By Bob Hertzel
MORGANTOWN — It is too easy to call West Virginia’s men’s basketball team’s situation a trap today as it goes into Madison Square Garden, carrying with it a No. 6 national ranking against a St. John’s team whose overall 12-9 record belies its 2-7 league mark.
This is a game the Mountaineers know they should win, whether it is played in Madison Square Garden, as it is, or in Louie Carnesseca’s living room, but circumstances have transpired to make it a tricky proposition.
It seems that the Mountaineers are coming off an emotional high, having shellacked their Backyard Brawl rival Pitt at home on one end of this game and just two days later they return home for what figures to be the game of the season, a battle against No. 2 Villanova.
And who knows what will transpire on Saturday, should WVU win. Perhaps Kansas will be upset and Villanova will come to Morgantown as the nation’s No. 1 team.
Toss into the mix the travel to and from New York in a snowy situation and a student section situation and you just don’t know where things are heading, but rest assured none of it would indicate the Mountaineers will come out and take care of business at the Garden without some prodding.

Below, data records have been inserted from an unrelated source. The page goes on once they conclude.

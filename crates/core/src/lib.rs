//! `stockroom-core` — domain foundation building blocks.
//!
//! This crate contains **pure domain** primitives (no infrastructure concerns).

pub mod coerce;
pub mod error;
pub mod id;

pub use error::{DomainError, DomainResult};
pub use id::{MovementId, OrderId};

How does a coach, a veteran, successful coach like WVU’s Bob Huggins approach such a situation?
Do you push your team harder to avoid an upset, do you downplay matters, try to relax the team, knowing if you can get past St. John’s without turning it into a holy war you have a better chance to get the juices flowing from a fresher team against Villanova?
“We try not to change,” Huggins said. “I’m not one of whose guys who talk about this or that being the biggest game of all time. You take every game the same – respect everyone, fear none of them.”
In the case of St. John’s, if West Virginia plays its game it has, in the immortal words of Franklin D. Roosevelt, “nothing to fear but fear itself.”
St. John’s is hardly in the class with WVU, D.J. Kennedy being its leading scorer at 15.5 points a game but no one else in double figures. And coming off an 81-72 loss to Rutgers isn’t going to improve its confidence any, either.
It doesn’t help their confidence, either, to know WVU has won the last nine meetings between the teams.
And just to complicate matters for St. John’s, this is a homecoming for virtually the entire WVU starting lineup, all from the New York-New Jersey area, meaning they’ll be putting it on for friends and family.
That, of course, includes point guard Truck Bryant, from St. Raymond’s High in the Bronx.
The Truck looks forward to every trip to New York and especially to the Garden.
“I used to go there and see the Knicks play,” said Bryant.
And no, Spike Lee has never invited him down to his seats.
“I wish,” he said, laughing.
Hopefully, his friends and family who come to watch him play Saturday will get better seats than he had as kid.
The game will mark freshman Deniz Kilicli’s second WVU appearance after a successful debut against Pitt in which he hit all four shots he took, scoring nine points in seven in seven minutes.
Da’Sean Butler enters the game needing nine points to pass Greg Jones and move into fourth place on WVU’s all-time list.